§ GIVEN DATA

===============

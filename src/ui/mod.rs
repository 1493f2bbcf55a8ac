// src/ui/mod.rs
//! Retained-mode widget toolkit for small framebuffer displays
//!
//! This module provides:
//! - A widget tree owning every widget, addressed by generational handles
//! - Focus routing along a single chain from the root to one target widget
//! - Menus, actions, toggles, selects and text inputs
//! - A text service that measures and caches drawables per colour and size
//! - Layout helpers that keep pop-up boxes inside the viewport
//!
//! The host owns the loop: each frame it calls [`WidgetTree::render`] on its
//! root, and it passes every key or mouse event to [`WidgetTree::input`].

pub mod core;
pub mod styling;
pub mod text;
pub mod tree;
pub mod widgets;

// Re-export commonly used items
pub use self::core::{Clock, FocusState, FrozenClock, InputEvent, Key, MouseAction, MouseButton};
pub use styling::{Colour, Palette};
pub use text::{CommonText, Text, TextService, TextSize};
pub use tree::{WidgetBase, WidgetTree};
pub use widgets::{
    Action, ActionCallback, Input, InputCallback, KindTag, Menu, Position, Select, SelectCallback,
    Toggle, ToggleCallback, WidgetId,
};
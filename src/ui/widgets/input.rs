// src/ui/widgets/input.rs
//! Input: single-line text entry
//!
//! Once activated from its menu, printable characters (space through `z`)
//! are appended and Backspace drops the last character. Each edit builds a
//! candidate value that the acceptance callback may reject; only accepted
//! candidates are committed. Enter returns focus to the menu, which shows the
//! value as the entry's detail.
//!
//! The caret sits after the last character and blinks. Its visibility is
//! worked out from the tree's clock whenever the widget is rendered, counting
//! from the last edit or activation.

use alloc::boxed::Box;
use alloc::rc::Rc;
use alloc::string::{String, ToString};
use core::time::Duration;
use embedded_graphics::pixelcolor::Rgb565;
use embedded_graphics::prelude::*;
use embedded_graphics::primitives::{ContainsPoint, Rectangle};
use log::{trace, warn};

use crate::error::{Error, Result};
use crate::ui::core::{InputEvent, Key, MouseAction, MouseButton};
use crate::ui::styling::{BORDER_WIDTH, Colour, EDGE_WIDTH};
use crate::ui::text::{Text, TextService, TextSize};
use crate::ui::tree::{Cx, WidgetTree};
use crate::ui::widgets::{Frame, Widget, WidgetId, WidgetKind, fill_rect};

/// Decides whether a candidate value may be committed.
pub type InputCallback = Box<dyn FnMut(&str) -> bool>;

const CARET_WIDTH: u32 = 2;

type Details = [Option<Rc<Text>>; Colour::COUNT];

pub struct Input {
    title: Rc<Text>,
    value: String,
    /// Value in every palette colour; all `None` while the value is empty.
    details: Details,
    callback: Option<InputCallback>,
    caret_offset: u32,
    caret_visible: bool,
    blink_epoch: Duration,
}

impl Input {
    /// Create an input holding `initial`.
    ///
    /// The initial value goes through the callback like any edit; if it is
    /// refused no widget is created and [`Error::Rejected`] is returned.
    pub fn create(
        tree: &mut WidgetTree,
        parent: Option<WidgetId>,
        title: &str,
        initial: &str,
        mut callback: Option<InputCallback>,
    ) -> Result<WidgetId> {
        let text = tree.text();
        let title_text = text.render(title, Colour::Background, TextSize::Normal)?;
        let details = render_details(text, initial)?;

        if let Some(accept) = callback.as_mut() {
            if !accept(initial) {
                warn!("input \"{}\" rejected initial value {:?}", title, initial);
                return Err(Error::Rejected);
            }
        }

        let input = Input {
            title: title_text,
            value: initial.to_string(),
            caret_offset: details_width(&details),
            details,
            callback,
            caret_visible: true,
            blink_epoch: tree.now(),
        };
        let id = tree.insert(title, parent, WidgetKind::Input(Box::new(input)))?;
        tree.layout(id);
        Ok(id)
    }

    /// Offer `value` as the new content.
    ///
    /// Returns whether it was accepted. Values with characters the fonts
    /// cannot draw fail with [`Error::UnsupportedGlyph`](crate::Error::UnsupportedGlyph).
    pub fn set_value(tree: &mut WidgetTree, id: WidgetId, value: &str) -> Result<bool> {
        tree.with_widget::<Input, _>(id, "Input::set_value", |input, cx| {
            input.propose(cx, value.to_string())
        })?
    }

    /// Offer the current value with `ch` appended.
    pub fn append_char(tree: &mut WidgetTree, id: WidgetId, ch: char) -> Result<bool> {
        tree.with_widget::<Input, _>(id, "Input::append_char", |input, cx| {
            input.append(cx, ch)
        })?
    }

    /// Offer the current value without its last character.
    ///
    /// An empty value stays empty and returns `Ok(false)`.
    pub fn backspace(tree: &mut WidgetTree, id: WidgetId) -> Result<bool> {
        tree.with_widget::<Input, _>(id, "Input::backspace", |input, cx| {
            input.remove_last(cx)
        })?
    }

    pub fn value(tree: &WidgetTree, id: WidgetId) -> Result<&str> {
        tree.widget::<Input>(id, "Input::value")
            .map(|input| input.value.as_str())
    }

    /// Pixel offset of the caret from the start of the value.
    pub fn caret_offset(tree: &WidgetTree, id: WidgetId) -> Result<u32> {
        tree.widget::<Input>(id, "Input::caret_offset")
            .map(|input| input.caret_offset)
    }

    /// Whether the caret was drawn by the most recent render.
    pub fn caret_visible(tree: &WidgetTree, id: WidgetId) -> Result<bool> {
        tree.widget::<Input>(id, "Input::caret_visible")
            .map(|input| input.caret_visible)
    }

    fn append(&mut self, cx: &mut Cx<'_>, ch: char) -> Result<bool> {
        let mut candidate = self.value.clone();
        candidate.push(ch);
        self.propose(cx, candidate)
    }

    fn remove_last(&mut self, cx: &mut Cx<'_>) -> Result<bool> {
        let mut candidate = self.value.clone();
        if candidate.pop().is_none() {
            return Ok(false);
        }
        self.propose(cx, candidate)
    }

    /// Commit `candidate` if it can be drawn and the callback accepts it.
    fn propose(&mut self, cx: &mut Cx<'_>, candidate: String) -> Result<bool> {
        let details = render_details(cx.text(), &candidate)?;

        if let Some(callback) = self.callback.as_mut() {
            if !callback(&candidate) {
                trace!("input {:?} rejected {:?}", cx.id(), candidate);
                return Ok(false);
            }
        }

        trace!("input {:?} = {:?}", cx.id(), candidate);
        self.value = candidate;
        self.caret_offset = details_width(&details);
        self.details = details;
        self.restart_blink(cx);

        self.layout(cx);
        cx.relayout_parent();
        Ok(true)
    }

    fn restart_blink(&mut self, cx: &Cx<'_>) {
        self.blink_epoch = cx.now();
        self.caret_visible = true;
    }

    /// Edit from a key press, logging instead of failing.
    fn edit(&mut self, cx: &mut Cx<'_>, edit: impl FnOnce(&mut Self, &mut Cx<'_>) -> Result<bool>) {
        if let Err(err) = edit(self, cx) {
            warn!("input {:?}: {}", cx.id(), err);
        }
    }

    fn key(&mut self, cx: &mut Cx<'_>, key: Key) -> bool {
        match key {
            Key::Char(ch) if (' '..='z').contains(&ch) => {
                self.edit(cx, |input, cx| input.append(cx, ch));
            }
            Key::Space => self.edit(cx, |input, cx| input.append(cx, ' ')),
            Key::Backspace => self.edit(cx, Self::remove_last),
            Key::Enter => cx.pop_focus(),
            Key::Char(_) | Key::Up | Key::Down | Key::Left | Key::Right => return false,
        }
        true
    }

    fn mouse(&mut self, cx: &mut Cx<'_>, action: MouseAction, position: Point, frame: Frame) -> bool {
        if !frame.rect(cx.base().size()).contains(position) {
            return false;
        }

        if action == MouseAction::Up(MouseButton::Right) {
            cx.pop_focus();
        }
        true
    }
}

fn render_details(text: &TextService, value: &str) -> Result<Details> {
    let mut details = Details::default();
    if value.is_empty() {
        return Ok(details);
    }

    for colour in Colour::ALL {
        details[colour.index()] = Some(text.render(value, colour, TextSize::Normal)?);
    }
    Ok(details)
}

fn details_width(details: &Details) -> u32 {
    details[Colour::Interface.index()]
        .as_ref()
        .map_or(0, |detail| detail.width())
}

/// Whether a caret restarted at `epoch` is showing at `now`.
fn blink_phase(now: Duration, epoch: Duration, interval: Duration) -> bool {
    if interval.is_zero() {
        return true;
    }
    let elapsed = now.saturating_sub(epoch);
    (elapsed.as_nanos() / interval.as_nanos()) % 2 == 0
}

impl Widget for Input {
    fn render<D>(&mut self, cx: &mut Cx<'_>, target: &mut D, frame: Frame) -> Result<(), D::Error>
    where
        D: DrawTarget<Color = Rgb565>,
    {
        self.caret_visible = blink_phase(cx.now(), self.blink_epoch, cx.caret_interval());

        let size = cx.base().size();
        let rect = frame.rect(size);
        let palette = *cx.palette();
        let origin = rect.top_left;
        let edge = EDGE_WIDTH as i32;

        fill_rect(target, rect, palette.get(Colour::Interface))?;
        self.title.draw(target, origin + Point::new(edge, edge))?;

        let body_top = origin.y + edge * 2 + self.title.height() as i32;
        let body = Rectangle::new(
            Point::new(origin.x + BORDER_WIDTH as i32, body_top),
            Size::new(
                size.width.saturating_sub(BORDER_WIDTH * 2),
                size.height
                    .saturating_sub(EDGE_WIDTH * 2 + self.title.height() + BORDER_WIDTH),
            ),
        );
        fill_rect(target, body, palette.get(Colour::Background))?;

        let value_at = Point::new(origin.x + edge, body_top + edge);
        if let Some(detail) = &self.details[Colour::Interface.index()] {
            detail.draw(target, value_at)?;
        }

        if self.caret_visible {
            let caret = Rectangle::new(
                value_at + Point::new(self.caret_offset as i32, 0),
                Size::new(CARET_WIDTH, self.title.height()),
            );
            fill_rect(target, caret, palette.get(Colour::Interface))?;
        }

        Ok(())
    }

    fn activate(&mut self, cx: &mut Cx<'_>) {
        cx.take_focus();
        self.restart_blink(cx);
    }

    fn layout(&mut self, cx: &mut Cx<'_>) {
        let title = &self.title;
        let (width, body) = match &self.details[Colour::Interface.index()] {
            Some(detail) => (
                title.width().max(detail.width()),
                title.height().max(detail.height()),
            ),
            None => (title.width(), title.height()),
        };

        cx.base_mut().set_size(Size::new(
            EDGE_WIDTH * 2 + width,
            EDGE_WIDTH * 4 + title.height() + body,
        ));
    }

    fn input(&mut self, cx: &mut Cx<'_>, event: &InputEvent, frame: Frame) -> bool {
        match *event {
            InputEvent::Key(key) => self.key(cx, key),
            InputEvent::Mouse { action, position } => self.mouse(cx, action, position, frame),
        }
    }

    fn detail(&self, _text: &TextService, _size: TextSize, colour: Colour) -> Option<Rc<Text>> {
        self.details[colour.index()].clone()
    }
}
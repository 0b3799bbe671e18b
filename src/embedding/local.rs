//! Local ONNX embedding models via fastembed.
//!
//! First use downloads the model into the cache directory; subsequent runs
//! load from disk. The model handle is not `Sync`, so a mutex serializes
//! access and batches amortize the locking cost.

use super::{EmbeddingError, EmbeddingProvider, EmbeddingResult};
use fastembed::{EmbeddingModel, InitOptions, TextEmbedding};
use std::path::Path;
use std::sync::Mutex;

/// Embedding provider backed by a locally cached fastembed model.
pub struct FastEmbedProvider {
    model: Mutex<TextEmbedding>,
    model_name: String,
    dimensions: usize,
}

impl FastEmbedProvider {
    /// Load (downloading on first use) the named model.
    ///
    /// The dimension is probed with a throwaway embedding rather than
    /// hard-coded per model, so adding a model name below is all it takes
    /// to support a new one.
    pub fn new(model_name: &str, cache_dir: Option<&Path>) -> EmbeddingResult<Self> {
        let model = parse_model(model_name).ok_or_else(|| EmbeddingError::ModelInit {
            model: model_name.to_string(),
            message: "unknown model name".to_string(),
        })?;

        let mut options = InitOptions::new(model).with_show_download_progress(false);
        if let Some(dir) = cache_dir {
            options = options.with_cache_dir(dir.to_path_buf());
        }

        let mut text_model =
            TextEmbedding::try_new(options).map_err(|e| EmbeddingError::ModelInit {
                model: model_name.to_string(),
                message: e.to_string(),
            })?;

        let probe = text_model
            .embed(vec!["dimension probe"], None)
            .map_err(|e| EmbeddingError::Failed(e.to_string()))?;
        let dimensions = probe
            .first()
            .map(Vec::len)
            .ok_or(EmbeddingError::WrongShape {
                expected: 1,
                got: 0,
            })?;

        Ok(Self {
            model: Mutex::new(text_model),
            model_name: model_name.to_string(),
            dimensions,
        })
    }
}

impl EmbeddingProvider for FastEmbedProvider {
    fn model_id(&self) -> String {
        format!("fastembed:{}", self.model_name)
    }

    fn dimensions(&self) -> usize {
        self.dimensions
    }

    fn embed_batch(&self, texts: &[&str]) -> EmbeddingResult<Vec<Vec<f32>>> {
        if texts.is_empty() {
            return Ok(Vec::new());
        }

        let mut model = self
            .model
            .lock()
            .map_err(|_| EmbeddingError::Failed("embedding model lock poisoned".to_string()))?;
        let vectors = model
            .embed(texts.to_vec(), None)
            .map_err(|e| EmbeddingError::Failed(e.to_string()))?;

        if vectors.len() != texts.len() {
            return Err(EmbeddingError::WrongShape {
                expected: texts.len(),
                got: vectors.len(),
            });
        }
        for vector in &vectors {
            if vector.len() != self.dimensions {
                return Err(EmbeddingError::Failed(format!(
                    "model produced {}-dimensional vector, expected {}",
                    vector.len(),
                    self.dimensions
                )));
            }
        }
        Ok(vectors)
    }
}

fn parse_model(name: &str) -> Option<EmbeddingModel> {
    match name {
        "AllMiniLML6V2" => Some(EmbeddingModel::AllMiniLML6V2),
        "AllMiniLML6V2Q" => Some(EmbeddingModel::AllMiniLML6V2Q),
        "BGESmallENV15" => Some(EmbeddingModel::BGESmallENV15),
        "BGEBaseENV15" => Some(EmbeddingModel::BGEBaseENV15),
        _ => None,
    }
}
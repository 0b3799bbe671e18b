//! Outline-to-chunk assembly.
//!
//! Walks the outline in document order, buffering each node's verbatim
//! lines as one atomic unit. A chunk closes once the buffer reaches the
//! target size at a subsection/recommendation boundary, seeding the next
//! buffer with the trailing lines of the closed chunk (~33% of target).
//! A new section always forces closure first and discards any pending
//! overlap, so chunks never cross sections. Units are never split, so a
//! recommendation longer than the target simply yields one oversized
//! chunk.

use crate::chunk::Chunk;
use crate::outline::{Outline, OutlineLevel, OutlineNode, UrgencyLevel};
use serde::{Deserialize, Serialize};

/// Default chunk id prefix.
pub const DEFAULT_LABEL: &str = "ng12";

/// Sizing policy for chunk assembly.
#[derive(Debug, Clone, Copy, PartialEq, Eq, Serialize, Deserialize)]
#[serde(default)]
pub struct ChunkingConfig {
    /// Close a chunk once the buffer reaches this many characters
    /// (~500 tokens at ~4 chars per token).
    pub target_chars: usize,

    /// Budget for the overlap seeded into the next chunk; whole trailing
    /// lines are taken while they fit.
    pub overlap_chars: usize,
}

impl Default for ChunkingConfig {
    fn default() -> Self {
        Self {
            target_chars: 2000,
            overlap_chars: 660,
        }
    }
}

/// Builds ordered [`Chunk`]s from an outline.
#[derive(Debug, Clone)]
pub struct ChunkBuilder {
    config: ChunkingConfig,
    label: String,
}

impl Default for ChunkBuilder {
    fn default() -> Self {
        Self::new(ChunkingConfig::default(), DEFAULT_LABEL)
    }
}

impl ChunkBuilder {
    pub fn new(config: ChunkingConfig, label: impl Into<String>) -> Self {
        Self {
            config,
            label: label.into(),
        }
    }

    /// Assemble chunks covering the outline's text exactly once in primary
    /// content.
    pub fn build(&self, outline: &Outline) -> Vec<Chunk> {
        let units = flatten(&outline.root);

        let mut assembler = Assembler::new(&self.config, &self.label);
        for unit in &units {
            assembler.push(unit);
        }
        assembler.finish()
    }
}

/// One node's contribution, appended to the buffer atomically: its heading
/// line (if any) followed by its body lines, with the identifiers open at
/// that point.
struct Unit<'a> {
    level: OutlineLevel,
    page: u32,
    section: Option<&'a str>,
    subsection: Option<&'a str>,
    recommendation: Option<&'a str>,
    lines: Vec<&'a str>,
}

/// Flatten the tree into document-order units.
fn flatten(root: &OutlineNode) -> Vec<Unit<'_>> {
    let mut units = Vec::new();
    visit(root, None, None, &mut units);
    units
}

fn visit<'a>(
    node: &'a OutlineNode,
    section: Option<&'a str>,
    subsection: Option<&'a str>,
    out: &mut Vec<Unit<'a>>,
) {
    let (section, subsection, recommendation) = match node.level {
        OutlineLevel::Document => (None, None, None),
        OutlineLevel::Section => (Some(node.identifier.as_str()), None, None),
        OutlineLevel::Subsection => (section, Some(node.identifier.as_str()), None),
        OutlineLevel::Recommendation => (section, subsection, Some(node.identifier.as_str())),
    };

    let mut lines: Vec<&str> = Vec::with_capacity(node.body_lines.len() + 1);
    if let Some(heading) = &node.heading_line {
        lines.push(heading);
    }
    lines.extend(node.body_lines.iter().map(String::as_str));

    // Only the root can be line-less (no heading, empty preamble).
    if !lines.is_empty() {
        out.push(Unit {
            level: node.level,
            page: node.page,
            section,
            subsection,
            recommendation,
            lines,
        });
    }

    for child in &node.children {
        visit(child, section, subsection, out);
    }
}

/// Identifiers carried by the most recently appended unit.
#[derive(Default, Clone)]
struct BoundaryIds {
    section: Option<String>,
    subsection: Option<String>,
    recommendation: Option<String>,
}

struct Assembler<'a> {
    config: &'a ChunkingConfig,
    label: &'a str,
    chunks: Vec<Chunk>,
    /// Buffered lines; the first `overlap_lines` are seeded overlap.
    buffer: Vec<String>,
    buffer_chars: usize,
    overlap_lines: usize,
    overlap_chars: usize,
    first_primary_page: Option<u32>,
    last_ids: BoundaryIds,
    seq: u32,
}

impl<'a> Assembler<'a> {
    fn new(config: &'a ChunkingConfig, label: &'a str) -> Self {
        Self {
            config,
            label,
            chunks: Vec::new(),
            buffer: Vec::new(),
            buffer_chars: 0,
            overlap_lines: 0,
            overlap_chars: 0,
            first_primary_page: None,
            last_ids: BoundaryIds::default(),
            seq: 0,
        }
    }

    fn push(&mut self, unit: &Unit<'_>) {
        if unit.level == OutlineLevel::Section {
            // Chunks never cross a section boundary; pending overlap from
            // the previous section is discarded with it.
            self.close(false);
        }

        if self.first_primary_page.is_none() {
            self.first_primary_page = Some(unit.page);
        }
        for line in &unit.lines {
            self.push_line(line);
        }
        self.last_ids = BoundaryIds {
            section: unit.section.map(str::to_string),
            subsection: unit.subsection.map(str::to_string),
            recommendation: unit.recommendation.map(str::to_string),
        };

        if self.buffer_chars >= self.config.target_chars
            && matches!(
                unit.level,
                OutlineLevel::Subsection | OutlineLevel::Recommendation
            )
        {
            self.close(true);
        }
    }

    fn push_line(&mut self, line: &str) {
        if !self.buffer.is_empty() {
            self.buffer_chars += 1; // joining newline
        }
        self.buffer_chars += line.chars().count();
        self.buffer.push(line.to_string());
    }

    /// Close the buffered chunk. With `seed_overlap`, trailing whole lines
    /// up to the overlap budget start the next buffer.
    fn close(&mut self, seed_overlap: bool) {
        let has_primary = self.buffer.len() > self.overlap_lines;
        if !has_primary {
            // Stale overlap with nothing new behind it; emit nothing.
            self.reset_buffer();
            return;
        }

        let text = self.buffer.join("\n");
        let page = self.first_primary_page.unwrap_or(1);
        let chunk = Chunk {
            id: format!("{}_p{}_c{}", self.label, page, self.seq),
            seq: self.seq,
            page,
            overlap_chars: self.overlap_chars,
            section: self.last_ids.section.clone(),
            subsection: self.last_ids.subsection.clone(),
            recommendation_id: self.last_ids.recommendation.clone(),
            urgency: UrgencyLevel::detect(&text),
            text,
        };
        self.seq += 1;

        let seed = if seed_overlap {
            let count = trailing_lines_within(&self.buffer, self.config.overlap_chars);
            self.buffer.split_off(self.buffer.len() - count)
        } else {
            Vec::new()
        };

        self.chunks.push(chunk);
        self.reset_buffer();

        if !seed.is_empty() {
            self.overlap_lines = seed.len();
            self.overlap_chars = seed.iter().map(|l| l.chars().count() + 1).sum();
            self.buffer_chars = self.overlap_chars - 1;
            self.buffer = seed;
        }
    }

    fn reset_buffer(&mut self) {
        self.buffer.clear();
        self.buffer_chars = 0;
        self.overlap_lines = 0;
        self.overlap_chars = 0;
        self.first_primary_page = None;
    }

    fn finish(mut self) -> Vec<Chunk> {
        // Trailing chunk keeps whatever is buffered, however short.
        self.close(false);
        self.chunks
    }
}

/// How many trailing lines fit in `budget` chars (each line costs its
/// length plus a newline). May be zero when the last line alone is too
/// long.
fn trailing_lines_within(lines: &[String], budget: usize) -> usize {
    let mut total = 0;
    let mut count = 0;
    for line in lines.iter().rev() {
        let cost = line.chars().count() + 1;
        if total + cost > budget {
            break;
        }
        total += cost;
        count += 1;
    }
    count
}
//! Deterministic hash-bucket embeddings.
//!
//! No model download, no I/O: each whitespace token is hashed into a
//! bucket and the vector is L2-normalized. Texts sharing tokens land in
//! shared buckets, so cosine similarity still tracks lexical overlap.
//! Useful for tests and for air-gapped machines where the ONNX model
//! cache is unavailable.

use super::{EmbeddingProvider, EmbeddingResult};
use std::hash::{Hash, Hasher};
use twox_hash::XxHash64;

/// Default vector width. Wide enough that typical guideline vocabularies
/// rarely collide, small enough to keep sidecar files compact.
pub const DEFAULT_DIMENSIONS: usize = 256;

/// Deterministic token-hashing embedder.
#[derive(Debug, Clone)]
pub struct HashedEmbedder {
    dimensions: usize,
}

impl HashedEmbedder {
    pub fn new(dimensions: usize) -> Self {
        Self {
            dimensions: dimensions.max(1),
        }
    }

    fn embed_one(&self, text: &str) -> Vec<f32> {
        let mut values = vec![0.0f32; self.dimensions];
        for token in text.split_whitespace() {
            let token = token.to_lowercase();
            let mut hasher = XxHash64::with_seed(0);
            token.hash(&mut hasher);
            let digest = hasher.finish();
            let index = (digest as usize) % self.dimensions;
            let weight = (((digest >> 32) as u32) as f32) / (u32::MAX as f32);
            // Base term keeps repeated tokens accumulating in one direction.
            values[index] += 0.5 + weight;
        }

        let norm = values.iter().map(|v| v * v).sum::<f32>().sqrt();
        if norm > f32::EPSILON {
            for value in &mut values {
                *value /= norm;
            }
        }
        values
    }
}

impl Default for HashedEmbedder {
    fn default() -> Self {
        Self::new(DEFAULT_DIMENSIONS)
    }
}

impl EmbeddingProvider for HashedEmbedder {
    fn model_id(&self) -> String {
        format!("hashed:xx64:d{}", self.dimensions)
    }

    fn dimensions(&self) -> usize {
        self.dimensions
    }

    fn embed_batch(&self, texts: &[&str]) -> EmbeddingResult<Vec<Vec<f32>>> {
        Ok(texts.iter().map(|text| self.embed_one(text)).collect())
    }
}

#[cfg(test)]
mod tests {
    use super::*;

    fn dot(a: &[f32], b: &[f32]) -> f32 {
        a.iter().zip(b.iter()).map(|(x, y)| x * y).sum()
    }

    #[test]
    fn test_deterministic_across_calls() {
        let embedder = HashedEmbedder::default();
        let first = embedder.embed("haemoptysis in smokers over 40").unwrap();
        let second = embedder.embed("haemoptysis in smokers over 40").unwrap();
        assert_eq!(first, second, "same text should embed identically");
    }

    #[test]
    fn test_vectors_are_unit_length() {
        let embedder = HashedEmbedder::default();
        let vector = embedder.embed("unexplained weight loss").unwrap();
        let norm = dot(&vector, &vector).sqrt();
        assert!((norm - 1.0).abs() < 1e-5, "norm was {norm}");
    }

    #[test]
    fn test_shared_tokens_score_higher() {
        let embedder = HashedEmbedder::default();
        let query = embedder.embed("persistent cough weight loss").unwrap();
        let related = embedder.embed("cough and weight loss in adults").unwrap();
        let unrelated = embedder.embed("renal ultrasound scheduling").unwrap();
        assert!(
            dot(&query, &related) > dot(&query, &unrelated),
            "overlapping vocabulary should out-score disjoint vocabulary"
        );
    }

    #[test]
    fn test_case_insensitive_tokens() {
        let embedder = HashedEmbedder::default();
        let lower = embedder.embed("dysphagia referral").unwrap();
        let mixed = embedder.embed("Dysphagia REFERRAL").unwrap();
        assert_eq!(lower, mixed);
    }

    #[test]
    fn test_empty_text_is_zero_vector() {
        let embedder = HashedEmbedder::new(16);
        let vector = embedder.embed("   ").unwrap();
        assert_eq!(vector.len(), 16);
        assert!(vector.iter().all(|v| *v == 0.0));
    }

    #[test]
    fn test_batch_preserves_order() {
        let embedder = HashedEmbedder::default();
        let batch = embedder.embed_batch(&["first text", "second text"]).unwrap();
        assert_eq!(batch[0], embedder.embed("first text").unwrap());
        assert_eq!(batch[1], embedder.embed("second text").unwrap());
    }

    #[test]
    fn test_dimension_floor_is_one() {
        let embedder = HashedEmbedder::new(0);
        assert_eq!(embedder.dimensions(), 1);
    }
}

===============

§ YOUR OBJECTIVE
The answer must consist of each line from the data that includes the string "pending".

§ SOLUTION
//! A new section always forces closure first and discards any pending
            // Chunks never cross a section boundary; pending overlap from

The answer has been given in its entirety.